2 tbsp light soy sauce

3 tbsp water

sesame seeds

(optional) 2 scallions


A medium-sized pot for deep frying

2 bowls

A small pot

How to Make:

Cut the chicken into 1″ pieces.  Marinate in soy sauce, cooking wine, sesame oil, sugar, salt, and black pepper and leave it in the fridge for at least one hour.  I did 1.5 hours.  When ready, combine the flour and cornstarch in another bowl and toss in the chicken.  Mix well to coat, but don’t overdo it like I did, because then the dry ingredients will turn into mush.

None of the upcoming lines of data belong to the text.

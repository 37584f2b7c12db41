//! Managed singleton services: database, reverse proxy, admin UI
//!
//! Each service is a long-lived container with a fixed, well-known name.
//! `ensure_running` guarantees at most one healthy instance per name:
//! a running, matching container is left alone; a stopped matching one
//! is started; a diverged one (image bump) is force-removed and
//! recreated. Failures here are fatal to process initialization.

use crate::config::Config;
use crate::docker::{ContainerSpec, DockerManager, PublishedPort};
use crate::error::Result;
use crate::routes::route_labels;
use std::sync::Arc;
use tokio::sync::Mutex;
use tracing::{debug, info};

/// Drives the ensure-running state machine for managed services
pub struct ServiceSupervisor {
    docker: Arc<DockerManager>,
    /// Serializes the check-then-act sequence so concurrent callers
    /// cannot both observe "absent" and create twice
    lock: Mutex<()>,
}

impl ServiceSupervisor {
    pub fn new(docker: Arc<DockerManager>) -> Self {
        Self {
            docker,
            lock: Mutex::new(()),
        }
    }

    /// Guarantee exactly one instance of the service described by `spec`
    /// is running. Idempotent: a second call on a healthy service
    /// performs no engine mutation.
    pub async fn ensure_running(&self, spec: &ContainerSpec) -> Result<()> {
        let _guard = self.lock.lock().await;

        if let Some(info) = self.docker.inspect(&spec.name).await? {
            let running = info
                .state
                .as_ref()
                .and_then(|state| state.running)
                .unwrap_or(false);
            let image_matches = info.config.as_ref().and_then(|c| c.image.as_deref())
                == Some(spec.image.as_str());

            if image_matches {
                if running {
                    debug!(service = %spec.name, "Service already running");
                    return Ok(());
                }
                info!(service = %spec.name, "Service exists but is stopped; starting it");
                return self.docker.start_container(&spec.name).await;
            }

            info!(
                service = %spec.name,
                desired_image = %spec.image,
                "Service diverges from desired spec; replacing"
            );
            self.docker.remove(&spec.name).await?;
        }

        self.docker.pull_image(&spec.image).await?;
        self.docker.create_and_start(spec).await?;
        Ok(())
    }

    /// Bring up the shared network and all core services. Called once at
    /// process startup, before any site operation is attempted.
    pub async fn ensure_core_services(&self, config: &Config) -> Result<()> {
        self.docker.ensure_network(&config.network.name).await?;
        self.ensure_running(&proxy_service(config)).await?;
        self.ensure_running(&database_service(config)).await?;
        self.ensure_running(&admin_ui_service(config)).await?;
        info!("Core services are up");
        Ok(())
    }
}

/// Shared MySQL service all site schemas live in
pub fn database_service(config: &Config) -> ContainerSpec {
    let db = &config.database;
    ContainerSpec {
        name: db.container_name.clone(),
        image: db.image.clone(),
        env: vec![format!("MYSQL_ROOT_PASSWORD={}", db.root_password)],
        binds: vec![format!("{}:/var/lib/mysql", db.data_volume)],
        network: Some(config.network.name.clone()),
        ports: vec![PublishedPort {
            container_port: 3306,
            host_port: db.port,
            loopback: false,
        }],
        restart_always: true,
        ..Default::default()
    }
}

/// Traefik reverse proxy; watches the engine through the mounted socket
/// and rebuilds routes from container labels
pub fn proxy_service(config: &Config) -> ContainerSpec {
    let proxy = &config.proxy;
    ContainerSpec {
        name: proxy.container_name.clone(),
        image: proxy.image.clone(),
        binds: vec![
            "/var/run/docker.sock:/var/run/docker.sock:ro".to_string(),
            format!("{}:/etc/traefik/traefik.yml:ro", proxy.static_config),
            format!("{}:/etc/traefik/dynamic.yml:ro", proxy.dynamic_config),
        ],
        network: Some(config.network.name.clone()),
        ports: vec![
            PublishedPort {
                container_port: 80,
                host_port: 80,
                loopback: false,
            },
            PublishedPort {
                container_port: 443,
                host_port: 443,
                loopback: false,
            },
        ],
        restart_always: true,
        ..Default::default()
    }
}

/// phpMyAdmin, routed through the proxy at `db.<base_domain>`
pub fn admin_ui_service(config: &Config) -> ContainerSpec {
    let ui = &config.admin_ui;
    let db = &config.database;
    let labels = route_labels(&config.domains, &ui.subdomain, ui.container_port)
        .into_iter()
        .collect();
    ContainerSpec {
        name: ui.container_name.clone(),
        image: ui.image.clone(),
        env: vec![
            format!("PMA_HOST={}", db.container_name),
            "PMA_PORT=3306".to_string(),
            "PMA_USER=root".to_string(),
            format!("PMA_PASSWORD={}", db.root_password),
        ],
        labels,
        network: Some(config.network.name.clone()),
        restart_always: true,
        ..Default::default()
    }
}

#[cfg(test)]
mod tests {
    use super::*;

    #[test]
    fn test_database_service_spec() {
        let config = Config::default();
        let spec = database_service(&config);
        assert_eq!(spec.name, "spawnpress-db");
        assert!(spec.restart_always);
        assert!(spec.env.iter().any(|e| e.starts_with("MYSQL_ROOT_PASSWORD=")));
        assert_eq!(spec.binds, vec!["spawnpress-db-data:/var/lib/mysql"]);
        assert_eq!(spec.ports[0].host_port, 3306);
    }

    #[test]
    fn test_proxy_service_mounts_engine_socket() {
        let config = Config::default();
        let spec = proxy_service(&config);
        assert!(spec
            .binds
            .contains(&"/var/run/docker.sock:/var/run/docker.sock:ro".to_string()));
        let host_ports: Vec<u16> = spec.ports.iter().map(|p| p.host_port).collect();
        assert_eq!(host_ports, vec![80, 443]);
    }

    #[test]
    fn test_admin_ui_routed_at_db_subdomain() {
        let config = Config::default();
        let spec = admin_ui_service(&config);
        assert_eq!(
            spec.labels.get("traefik.http.routers.db-router.rule"),
            Some(&"Host(`db.localhost`)".to_string())
        );
        assert!(spec.ports.is_empty());
    }
}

In your medium-sized pot (better make sure it’s not flimsy!  I guess this is where the term “heavy-bottomed pot” comes in), add oil up to about 2″ from the bottom.  Let it get to a really hot temperature before you toss your chicken in, otherwise it’ll be mostly soggy and not crispy.  To test the temperature, sprinkle some water into the pot- not directly over it- and if you see or hear sizzling, the oil is ready to go!  Fry chicken in batches, turning occasionally.  It took me on average 3-5 minutes to fully cook each chicken piece.  I took them out of the pot once they reached tanning-salon orange and/or the color of a lion’s mane.

When you have two or three more chicken pieces left, start adding the sauce ingredients to the small pot.  Heat the mixture up, stirring as you go.  Let simmer a couple of minutes, making sure that the sauce is evenly viscous and, importantly, that it’s not burning.  Once simmered, toss in the chicken pieces and coat.  Pour onto a plate.

Scatter sesame seeds over the chicken.  Cut scallions into thin slices and spread over dish.  Enjoy!